Option 2: Disable Heartbeat except in the post editor
// Disable Heartbeat on dashboard and frontend, keep in editor
add_action( 'init', function() {
// Allow Heartbeat in post editor for auto-save
global $pagenow;
if ( $pagenow !== 'post.php' && $pagenow !== 'post-new.php' ) {
wp_deregister_script( 'heartbeat' );
}
}, 1 );
// Throttle editor Heartbeat to 60 seconds
add_filter( 'heartbeat_settings', function( $settings ) {
$settings['interval'] = 60;
return $settings;
});
This is the recommended approach for most sites: Heartbeat runs only where it’s actually needed (the editor) and at a reduced frequency.
Warning: Disabling Heartbeat in the editor means no auto-saves and no post locking. If you disable it everywhere, always manually save your work.
The one-click solution
OvKit includes Limit Heartbeat under Features → Performance with granular control: disable on the frontend, disable in the admin, and limit in the post editor — all independently configurable. The default setting keeps Heartbeat running in the editor at 60-second intervals while disabling it everywhere else.
What happens after you fix this?
- 75% fewer admin-ajax.php requests when editing posts (from 4/min to 1/min)
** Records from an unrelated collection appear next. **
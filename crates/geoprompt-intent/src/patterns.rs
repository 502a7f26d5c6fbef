//! Pattern tables for reading free text.
//!
//! Precedence lives in the order of each table: directive rules are tried
//! top to bottom, location patterns likewise, and the first dataset keyword
//! group that matches decides the dataset.

use std::sync::LazyLock;

use geoprompt_core::models::DataType;
use regex::Regex;

/// Directives recognized before falling through to query execution
#[derive(Debug, Clone, Copy, PartialEq, Eq)]
pub enum DirectiveKind {
    CenterOn,
    Explain,
}

/// One directive rule: a pattern and the directive it selects
#[derive(Debug)]
pub struct DirectiveRule {
    pub kind: DirectiveKind,
    pub pattern: Regex,
}

/// Directive rules in precedence order (center > explain)
pub static DIRECTIVE_RULES: LazyLock<Vec<DirectiveRule>> = LazyLock::new(|| {
    vec![
        DirectiveRule {
            kind: DirectiveKind::CenterOn,
            pattern: Regex::new(
                r"(?i)^\s*(?:cent(?:er|re)|go to|move|fly)\s+(?:map\s+)?(?:(?:on|to)\s+)?(.+)$",
            )
            .expect("center pattern is valid"),
        },
        DirectiveRule {
            kind: DirectiveKind::Explain,
            pattern: Regex::new(r"(?i)\b(?:available|types|what)\b").expect("explain pattern is valid"),
        },
    ]
});

/// Location patterns in precedence order; capture group 1 is the place
pub static LOCATION_PATTERNS: LazyLock<Vec<Regex>> = LazyLock::new(|| {
    vec![
        Regex::new(r"(?i)\b(?:in|near|around|of|at|from)\s+(\p{L}[\p{L}-]*)")
            .expect("prepositional location pattern is valid"),
        Regex::new(
            r"(?i)\b(\p{L}[\p{L}-]*)\s+(?:buildings?|roads?|streets?|highways?|landuse|parks?|areas?|zones?)\b",
        )
        .expect("place-before-noun pattern is valid"),
    ]
});

static RADIUS_PATTERN: LazyLock<Regex> = LazyLock::new(|| {
    Regex::new(r"(?i)(\d+(?:\.\d+)?)\s*(?:km|kilomet(?:er|re)s?)\b").expect("radius pattern is valid")
});

/// Words that the location patterns capture but never name a place
pub const LOCATION_STOPWORDS: [&str; 34] = [
    "a", "all", "an", "any", "area", "big", "city", "data", "display", "every", "find", "get",
    "here", "large", "list", "main", "major", "map", "me", "my", "nearby", "new", "old", "our",
    "show", "small", "some", "tall", "tallest", "that", "the", "there", "these", "this",
];

/// Dataset keywords, first matching group wins
pub const DATASET_KEYWORDS: [(DataType, &[&str]); 3] = [
    (DataType::Buildings, &["building"]),
    (DataType::Roads, &["road", "highway", "street"]),
    (DataType::Landuse, &["landuse", "area", "zone", "park", "residential", "commercial"]),
];

/// Words of the center directive itself, never a place on their own
const CENTER_KEYWORDS: [&str; 3] = ["map", "on", "to"];

/// First directive rule matching `text`, with the cleaned place for
/// [`DirectiveKind::CenterOn`]. A center rule whose place trims to nothing,
/// or to directive keywords only, does not match.
pub fn match_directive(text: &str) -> Option<(DirectiveKind, Option<String>)> {
    DIRECTIVE_RULES.iter().find_map(|rule| {
        let captures = rule.pattern.captures(text)?;
        match rule.kind {
            DirectiveKind::CenterOn => {
                let place = clean_place(captures.get(1)?.as_str());
                (!is_keyword_only(place)).then(|| (rule.kind, Some(place.to_string())))
            }
            DirectiveKind::Explain => Some((rule.kind, None)),
        }
    })
}

/// Trim trailing whitespace and punctuation from a captured place
pub fn clean_place(place: &str) -> &str {
    place.trim().trim_end_matches(|c: char| c.is_whitespace() || c.is_ascii_punctuation())
}

fn is_keyword_only(place: &str) -> bool {
    place
        .split_whitespace()
        .all(|word| CENTER_KEYWORDS.iter().any(|keyword| word.eq_ignore_ascii_case(keyword)))
}

fn is_stopword(word: &str) -> bool {
    let word = word.to_lowercase();
    LOCATION_STOPWORDS.contains(&word.as_str())
}

/// Place named in `text`, if any
pub fn extract_location(text: &str) -> Option<String> {
    LOCATION_PATTERNS.iter().find_map(|pattern| {
        pattern
            .captures_iter(text)
            .filter_map(|captures| captures.get(1))
            .map(|m| m.as_str())
            .find(|word| !is_stopword(word))
            .map(str::to_string)
    })
}

/// Radius in kilometers named in `text`, if any and positive
pub fn extract_radius(text: &str) -> Option<f64> {
    let captures = RADIUS_PATTERN.captures(text)?;
    let radius: f64 = captures.get(1)?.as_str().parse().ok()?;
    (radius > 0.0).then_some(radius)
}

/// Dataset named in `text` by keyword, if any
pub fn classify_dataset(text: &str) -> Option<DataType> {
    let text = text.to_lowercase();
    DATASET_KEYWORDS
        .iter()
        .find(|(_, keywords)| keywords.iter().any(|keyword| text.contains(keyword)))
        .map(|(data_type, _)| *data_type)
}
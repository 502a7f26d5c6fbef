mod request;
mod response;

pub use request::{ChatRequest, ExportRequest};
pub use response::{
    CatalogEntry, DeleteResponse, HealthResponse, RenderResponse, SchemaResponse, ToggleResponse,
};
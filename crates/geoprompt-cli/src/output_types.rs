use geoprompt_map::{ChatReply, LayerSummary};
use serde::Serialize;
use std::path::PathBuf;
use tabled::Tabled;

/// Output for ask command
#[derive(Debug, Serialize)]
pub struct AskOutput {
    pub reply: ChatReply,
    #[serde(skip_serializing_if = "Option::is_none")]
    pub export: Option<ExportOutput>,
}

/// A file written by `--export` or `:export`
#[derive(Debug, Serialize)]
pub struct ExportOutput {
    pub path: PathBuf,
    pub bytes: usize,
    pub layers: usize,
}

#[derive(Debug, Serialize, Tabled)]
pub struct LayerRow {
    #[tabled(rename = "ID")]
    pub id: u64,
    #[tabled(rename = "Name")]
    pub name: String,
    #[tabled(rename = "Features")]
    pub feature_count: usize,
    #[tabled(rename = "Visible")]
    pub visible: bool,
    #[tabled(rename = "Color")]
    pub color: String,
}

impl From<LayerSummary> for LayerRow {
    fn from(summary: LayerSummary) -> Self {
        let [r, g, b, _] = summary.fill_color;
        Self {
            id: summary.id.0,
            name: summary.name,
            feature_count: summary.feature_count,
            visible: summary.visible,
            color: format!("#{:02x}{:02x}{:02x}", r, g, b),
        }
    }
}

#[derive(Debug, Serialize, Tabled)]
pub struct CatalogRow {
    #[tabled(rename = "Keyword")]
    pub keyword: String,
    #[tabled(rename = "Dataset")]
    pub dataset: String,
    #[tabled(rename = "Description")]
    pub description: String,
    #[tabled(skip)]
    pub query: String,
}

#[derive(Debug, Serialize, Tabled)]
pub struct ColumnRow {
    #[tabled(rename = "Column")]
    pub name: String,
    #[tabled(rename = "Type")]
    pub data_type: String,
}

#[derive(Debug, Serialize, Tabled)]
pub struct ConfigRow {
    #[tabled(rename = "Key")]
    pub key: String,
    #[tabled(rename = "Value")]
    pub value: String,
    #[tabled(rename = "Source")]
    pub source: String,
}
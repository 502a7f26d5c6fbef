use geoprompt_core::models::{DataType, Viewport};
use geoprompt_map::{LayerId, RenderLayer};
use geoprompt_store::ColumnInfo;
use serde::Serialize;

/// Health check response
#[derive(Debug, Serialize)]
pub struct HealthResponse {
    pub status: &'static str,
    pub service: &'static str,
}

impl Default for HealthResponse {
    fn default() -> Self {
        Self { status: "ok", service: "geoprompt-api" }
    }
}

/// Everything the renderer needs for one frame
#[derive(Debug, Serialize)]
pub struct RenderResponse<'a> {
    pub layers: Vec<RenderLayer<'a>>,
    pub viewport: Viewport,
    #[serde(skip_serializing_if = "Option::is_none")]
    pub location: Option<&'a str>,
}

/// Visibility after a toggle
#[derive(Debug, Serialize)]
pub struct ToggleResponse {
    pub id: LayerId,
    pub visible: bool,
}

/// One canned query
#[derive(Debug, Serialize)]
pub struct CatalogEntry {
    pub keyword: &'static str,
    pub dataset: DataType,
    pub description: &'static str,
    pub query: &'static str,
}

/// Columns of a dataset
#[derive(Debug, Serialize)]
pub struct SchemaResponse {
    pub dataset: DataType,
    pub columns: Vec<ColumnInfo>,
}

/// Delete operation response
#[derive(Debug, Serialize)]
pub struct DeleteResponse {
    pub success: bool,
    pub removed: usize,
    pub message: String,
}

impl DeleteResponse {
    pub fn removed(entity: &str, removed: usize) -> Self {
        Self {
            success: true,
            removed,
            message: format!("Removed {} {}", removed, entity),
        }
    }
}
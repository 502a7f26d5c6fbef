//! One request, end to end.

use std::sync::Arc;

use chrono::NaiveDate;
use geoprompt_core::models::{DataType, Feature, QueryIntent};
use geoprompt_core::Result;
use geoprompt_geo::{bounding_box, rows_to_features, PlaceResolver};
use geoprompt_intent::{Directive, IntentResolver, IntentSource};
use geoprompt_store::{ColumnInfo, QueryExecutor};
use serde::Serialize;

use crate::export::{export, ExportDocument, ExportFormat};
use crate::layer::LayerId;
use crate::session::Session;

/// How a submission ended
#[derive(Debug, Clone, PartialEq, Serialize)]
#[serde(tag = "status", rename_all = "snake_case")]
pub enum ReplyOutcome {
    /// The map moved to a place
    Centered { place: String, lat: f64, lon: f64 },
    /// The catalog summary was shown
    Explained,
    /// A new layer holds the results
    LayerAdded { layer_id: LayerId, feature_count: usize },
    /// The query ran and matched nothing
    NoData,
    /// The request could not be carried out
    Failed { reason: String },
}

/// Answer to one chat submission
#[derive(Debug, Clone, PartialEq, Serialize)]
pub struct ChatReply {
    pub message: String,
    #[serde(flatten)]
    pub outcome: ReplyOutcome,
    /// Soft note about a fallback that was used
    #[serde(skip_serializing_if = "Option::is_none")]
    pub notice: Option<String>,
    /// SQL that was executed
    #[serde(skip_serializing_if = "Option::is_none")]
    pub query: Option<String>,
}

impl ChatReply {
    fn new(message: impl Into<String>, outcome: ReplyOutcome) -> Self {
        Self { message: message.into(), outcome, notice: None, query: None }
    }

    fn executed(mut self, intent: &QueryIntent, source: &IntentSource) -> Self {
        self.notice = source.notice();
        self.query = Some(intent.query.clone());
        self
    }
}

/// Resolver, executor and place lookup.
///
/// Holds no session state, so the slow part of a submission runs without
/// blocking readers of the session.
#[derive(Clone)]
pub struct ChatPipeline {
    resolver: Arc<IntentResolver>,
    executor: QueryExecutor,
    places: Arc<dyn PlaceResolver>,
}

impl ChatPipeline {
    pub fn new(resolver: IntentResolver, executor: QueryExecutor, places: Arc<dyn PlaceResolver>) -> Self {
        Self { resolver: Arc::new(resolver), executor, places }
    }

    pub fn resolver(&self) -> &IntentResolver {
        &self.resolver
    }

    pub fn executor(&self) -> &QueryExecutor {
        &self.executor
    }

    /// Resolve, look up and execute `text` without touching a session.
    ///
    /// Unknown places, query errors and empty results come back as replies.
    /// Only a failed engine setup is an error.
    pub async fn prepare(&self, text: &str) -> Result<PendingReply> {
        match self.resolver.resolve(text).await {
            Directive::CenterOn { place } => Ok(self.locate(place).await),
            Directive::Explain { text } => Ok(PendingReply::Ready(ChatReply::new(text, ReplyOutcome::Explained))),
            Directive::Execute { intent, source } => self.run(intent, source).await,
        }
    }

    async fn locate(&self, place: String) -> PendingReply {
        let not_found = |reason: String| {
            PendingReply::Ready(ChatReply::new(reason.clone(), ReplyOutcome::Failed { reason }))
        };

        match self.places.resolve(&place).await {
            Ok(Some(position)) => PendingReply::Center { place, lat: position.lat, lon: position.lon },
            Ok(None) => not_found(format!("Could not find a place called \"{}\".", place)),
            Err(e) => {
                tracing::warn!(resolver = self.places.name(), place = %place, error = %e, "place lookup failed");
                not_found(format!("Could not find \"{}\": {}", place, e))
            }
        }
    }

    async fn run(&self, intent: QueryIntent, source: IntentSource) -> Result<PendingReply> {
        let rows = match self.executor.execute(&intent.query).await {
            Ok(rows) => rows,
            Err(e) if e.is_fatal() => return Err(e),
            Err(e) => {
                tracing::warn!(error = %e, "query failed");
                let reason = e.to_string();
                return Ok(PendingReply::Ready(
                    ChatReply::new(reason.clone(), ReplyOutcome::Failed { reason }).executed(&intent, &source),
                ));
            }
        };

        let features = rows_to_features(&rows);
        if features.is_empty() {
            return Ok(PendingReply::Ready(
                ChatReply::new(
                    "The query ran but found no matching features. Try a wider radius or another place.",
                    ReplyOutcome::NoData,
                )
                .executed(&intent, &source),
            ));
        }

        Ok(PendingReply::Layer { features, intent, source })
    }

    pub async fn describe_schema(&self, data_type: DataType) -> Result<Vec<ColumnInfo>> {
        self.executor.describe_schema(data_type).await
    }
}

/// A prepared submission waiting to be applied to a session
#[derive(Debug, Clone)]
pub enum PendingReply {
    /// Nothing left to change
    Ready(ChatReply),
    /// Move the camera to a resolved place
    Center { place: String, lat: f64, lon: f64 },
    /// Append a layer and fit the camera to it
    Layer { features: Vec<Feature>, intent: QueryIntent, source: IntentSource },
}

/// Layer name from the queried place and dataset
fn layer_name(intent: &QueryIntent) -> Option<String> {
    intent.location.as_ref().map(|location| format!("{} {}", location, intent.data_type))
}

impl PendingReply {
    /// Apply the prepared change. Only synchronous session mutations run here.
    pub fn apply(self, session: &mut Session) -> ChatReply {
        match self {
            PendingReply::Ready(reply) => reply,
            PendingReply::Center { place, lat, lon } => {
                session.center_on(lat, lon, place.clone());
                tracing::info!(place = %place, lat, lon, "centered map");
                ChatReply::new(format!("Centered the map on {}.", place), ReplyOutcome::Centered { place, lat, lon })
            }
            PendingReply::Layer { features, intent, source } => {
                let label = layer_name(&intent).unwrap_or_else(|| session.auto_label());
                let bbox = bounding_box(&features);
                let feature_count = features.len();

                let Some(layer_id) = session.apply_result(features, label).map(|layer| layer.id) else {
                    return ChatReply::new("No features to show.", ReplyOutcome::NoData);
                };
                if let Some(location) = &intent.location {
                    session.set_location_label(location.clone());
                }
                session.set_viewport_to_bounds(bbox);

                let message = if intent.explanation.is_empty() {
                    format!("Found {} features.", feature_count)
                } else {
                    format!("{} ({} features)", intent.explanation, feature_count)
                };
                ChatReply::new(message, ReplyOutcome::LayerAdded { layer_id, feature_count })
                    .executed(&intent, &source)
            }
        }
    }
}

/// A pipeline bound to one session, running each submission strictly in
/// sequence: resolve, then center or explain or execute, convert, append and fit.
pub struct MapController {
    pipeline: ChatPipeline,
    session: Session,
}

impl MapController {
    pub fn new(
        resolver: IntentResolver,
        executor: QueryExecutor,
        places: Arc<dyn PlaceResolver>,
        session: Session,
    ) -> Self {
        Self { pipeline: ChatPipeline::new(resolver, executor, places), session }
    }

    /// Split into the shared pipeline and the session it was serving
    pub fn into_parts(self) -> (ChatPipeline, Session) {
        (self.pipeline, self.session)
    }

    pub fn session(&self) -> &Session {
        &self.session
    }

    pub fn session_mut(&mut self) -> &mut Session {
        &mut self.session
    }

    pub fn resolver(&self) -> &IntentResolver {
        self.pipeline.resolver()
    }

    pub fn executor(&self) -> &QueryExecutor {
        self.pipeline.executor()
    }

    /// Handle one chat message
    pub async fn submit(&mut self, text: &str) -> Result<ChatReply> {
        let pending = self.pipeline.prepare(text).await?;
        Ok(pending.apply(&mut self.session))
    }

    /// Export the given layers, or all of them
    pub fn export(&self, format: ExportFormat, ids: Option<&[LayerId]>, date: NaiveDate) -> Result<ExportDocument> {
        export(&self.session.select(ids), format, date)
    }

    pub async fn describe_schema(&self, data_type: DataType) -> Result<Vec<ColumnInfo>> {
        self.pipeline.describe_schema(data_type).await
    }
}
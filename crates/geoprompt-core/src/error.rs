//! Error types for GeoPrompt

use std::path::PathBuf;
use thiserror::Error;

/// A failed query against the dataset engine.
///
/// Carries the engine's message verbatim so it can be shown to the user as the
/// failure reason.
#[derive(Debug, Clone, PartialEq, Eq, Error)]
#[error("Query execution failed: {message}")]
pub struct QueryExecutionError {
    pub message: String,
}

impl QueryExecutionError {
    pub fn new(message: impl Into<String>) -> Self {
        Self { message: message.into() }
    }
}

#[derive(Debug, Error)]
pub enum GeopromptError {
    // Engine setup errors
    #[error("Dataset engine setup failed: {reason}")]
    EngineSetup { reason: String },

    #[error("Dataset file not found at {path}")]
    DatasetNotFound { path: PathBuf },

    #[error("Invalid dataset file for {name}: {reason}")]
    InvalidDatasetFile { name: String, reason: String },

    #[error("Unknown dataset: {name}")]
    UnknownDataset { name: String },

    // Query errors
    #[error(transparent)]
    QueryExecution(#[from] QueryExecutionError),

    // Reasoning service errors
    #[error("Generator unavailable: {reason}. Try: {remediation}")]
    GeneratorUnavailable {
        reason: String,
        remediation: String,
    },

    // Geocoding errors
    #[error("Place resolution failed: {reason}")]
    PlaceResolution { reason: String },

    // Configuration errors
    #[error("Invalid configuration value for {key}: {reason}")]
    ConfigInvalid { key: String, reason: String },

    // Export errors
    #[error("Export failed: {0}")]
    Export(String),

    // IO errors
    #[error("IO error: {0}")]
    Io(#[from] std::io::Error),

    // Serialization errors
    #[error("Serialization error: {0}")]
    Serialization(String),
}

impl GeopromptError {
    /// Whether this error leaves the dataset engine unusable until restart.
    pub fn is_fatal(&self) -> bool {
        matches!(
            self,
            GeopromptError::EngineSetup { .. }
                | GeopromptError::DatasetNotFound { .. }
                | GeopromptError::InvalidDatasetFile { .. }
        )
    }
}

pub type Result<T> = std::result::Result<T, GeopromptError>;
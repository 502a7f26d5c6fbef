//! In-memory engine for development and testing.
//!
//! Answers a query with the rows of the one dataset it references, honoring a
//! trailing `LIMIT`. Other clauses are not evaluated.

use std::collections::HashMap;
use std::sync::{LazyLock, PoisonError, RwLock};

use async_trait::async_trait;
use geoprompt_core::{QueryExecutionError, Result};
use regex::Regex;

use crate::ports::{ColumnInfo, EngineRow, SqlEngine};

static SOURCE_PATTERN: LazyLock<Regex> = LazyLock::new(|| {
    Regex::new(r"(?i)\bfrom\s+(?:read_parquet\(\s*'([A-Za-z_]+)(?:\.parquet)?'\s*\)|([A-Za-z_]+))")
        .expect("source pattern is valid")
});

static LIMIT_PATTERN: LazyLock<Regex> =
    LazyLock::new(|| Regex::new(r"(?i)\blimit\s+(\d+)\s*;?\s*$").expect("limit pattern is valid"));

/// Dataset a query reads from (`read_parquet('roads.parquet')` or `FROM roads`)
pub fn referenced_dataset(sql: &str) -> Option<String> {
    let captures = SOURCE_PATTERN.captures(sql)?;
    captures.get(1).or_else(|| captures.get(2)).map(|m| m.as_str().to_lowercase())
}

/// Trailing `LIMIT n` of a query
pub fn trailing_limit(sql: &str) -> Option<usize> {
    LIMIT_PATTERN.captures(sql)?.get(1)?.as_str().parse().ok()
}

fn dataset_stem(name: &str) -> &str {
    name.strip_suffix(".parquet").unwrap_or(name)
}

/// In-memory implementation of SqlEngine
#[derive(Debug, Default)]
pub struct MemoryEngine {
    tables: RwLock<HashMap<String, Vec<EngineRow>>>,
    registrations: RwLock<Vec<String>>,
    extensions: RwLock<Vec<String>>,
}

impl MemoryEngine {
    /// Create an empty engine
    pub fn new() -> Self {
        Self::default()
    }

    /// Replace the rows of a dataset
    pub fn insert_rows(&self, dataset: &str, rows: Vec<EngineRow>) {
        let mut tables = self.tables.write().unwrap_or_else(PoisonError::into_inner);
        tables.insert(dataset_stem(dataset).to_string(), rows);
    }

    /// Names passed to `register_source`, in call order
    pub fn registrations(&self) -> Vec<String> {
        self.registrations.read().unwrap_or_else(PoisonError::into_inner).clone()
    }

    /// Extensions loaded so far, in call order
    pub fn extensions(&self) -> Vec<String> {
        self.extensions.read().unwrap_or_else(PoisonError::into_inner).clone()
    }

    fn rows_of(&self, dataset: &str) -> std::result::Result<Vec<EngineRow>, QueryExecutionError> {
        let tables = self.tables.read().unwrap_or_else(PoisonError::into_inner);
        tables.get(dataset).cloned().ok_or_else(|| {
            QueryExecutionError::new(format!(
                "Catalog Error: Table with name {} does not exist!",
                dataset
            ))
        })
    }
}

#[async_trait]
impl SqlEngine for MemoryEngine {
    async fn load_extension(&self, name: &str) -> Result<()> {
        self.extensions.write().unwrap_or_else(PoisonError::into_inner).push(name.to_string());
        Ok(())
    }

    async fn register_source(&self, name: &str, _bytes: Vec<u8>) -> Result<()> {
        self.registrations.write().unwrap_or_else(PoisonError::into_inner).push(name.to_string());
        let mut tables = self.tables.write().unwrap_or_else(PoisonError::into_inner);
        tables.entry(dataset_stem(name).to_string()).or_default();
        Ok(())
    }

    async fn execute(&self, sql: &str) -> Result<Vec<EngineRow>> {
        let trimmed = sql.trim_start();
        let is_select = trimmed
            .get(..6)
            .is_some_and(|head| head.eq_ignore_ascii_case("select"));
        if !is_select {
            return Err(QueryExecutionError::new(format!(
                "Parser Error: syntax error at or near \"{}\"",
                trimmed.split_whitespace().next().unwrap_or_default()
            ))
            .into());
        }

        let dataset = referenced_dataset(sql).ok_or_else(|| {
            QueryExecutionError::new("Binder Error: query does not reference a dataset")
        })?;

        let mut rows = self.rows_of(&dataset)?;
        if let Some(limit) = trailing_limit(sql) {
            rows.truncate(limit);
        }
        Ok(rows)
    }

    async fn describe_schema(&self, dataset: &str) -> Result<Vec<ColumnInfo>> {
        let rows = self.rows_of(dataset_stem(dataset))?;
        let columns = rows
            .first()
            .map(|row| {
                row.iter()
                    .map(|(name, value)| ColumnInfo::new(name.clone(), value.type_name()))
                    .collect()
            })
            .unwrap_or_default();
        Ok(columns)
    }

    fn name(&self) -> &str {
        "memory"
    }
}
//! Layer colors, derived from position alone.

/// RGBA color as handed to the renderer
pub type Rgba = [u8; 4];

/// Base colors, cycled by layer position
pub const PALETTE: [[u8; 3]; 7] = [
    [255, 99, 71],  // tomato
    [30, 144, 255], // dodger blue
    [50, 205, 50],  // lime green
    [255, 215, 0],  // gold
    [138, 43, 226], // blue violet
    [255, 140, 0],  // dark orange
    [0, 206, 209],  // dark turquoise
];

/// Alpha of every fill color
pub const FILL_ALPHA: u8 = 160;

/// Outline channels are the fill channels scaled by this factor
pub const OUTLINE_FACTOR: f64 = 0.7;

/// Fill color for the layer at `position`
pub fn fill_color(position: usize) -> Rgba {
    let [r, g, b] = PALETTE[position % PALETTE.len()];
    [r, g, b, FILL_ALPHA]
}

/// Opaque outline color for the layer at `position`
pub fn line_color(position: usize) -> Rgba {
    let [r, g, b] = PALETTE[position % PALETTE.len()];
    let darken = |channel: u8| (f64::from(channel) * OUTLINE_FACTOR) as u8;
    [darken(r), darken(g), darken(b), u8::MAX]
}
- Zero Heartbeat requests on the dashboard if disabled there
- Zero Heartbeat requests on the frontend — no impact on visitor experience
- Significantly lower CPU usage — especially noticeable on shared hosting
- Hosting provider warnings stop — your account stays in good standing
FAQ
Will disabling Heartbeat cause me to lose unsaved work?
If you disable Heartbeat in the post editor, yes — auto-save stops working. This means if your browser crashes or you close the tab without saving, your changes are lost. The safer approach is to throttle (slow down) Heartbeat in the editor rather than disabling it entirely. At 60-second intervals, you still get auto-saves every minute with 75% less server load.
Does the Heartbeat API affect my site’s frontend speed?
Only if a plugin uses Heartbeat on the frontend. By default, WordPress only uses Heartbeat in the admin area. However, some plugins (like certain live chat or notification plugins) can register Heartbeat scripts on the frontend. If you’re seeing admin-ajax.php requests in your frontend Network tab, that’s a plugin adding frontend Heartbeat. OvKit lets you disable this specifically.
I use WP Rocket — should I use its Heartbeat Control instead?
Use one or the other, not both. WP Rocket’s built-in Heartbeat Control does the same thing — it lets you reduce activity or disable Heartbeat per area. If you already have WP Rocket managing this, you don’t need a separate solution.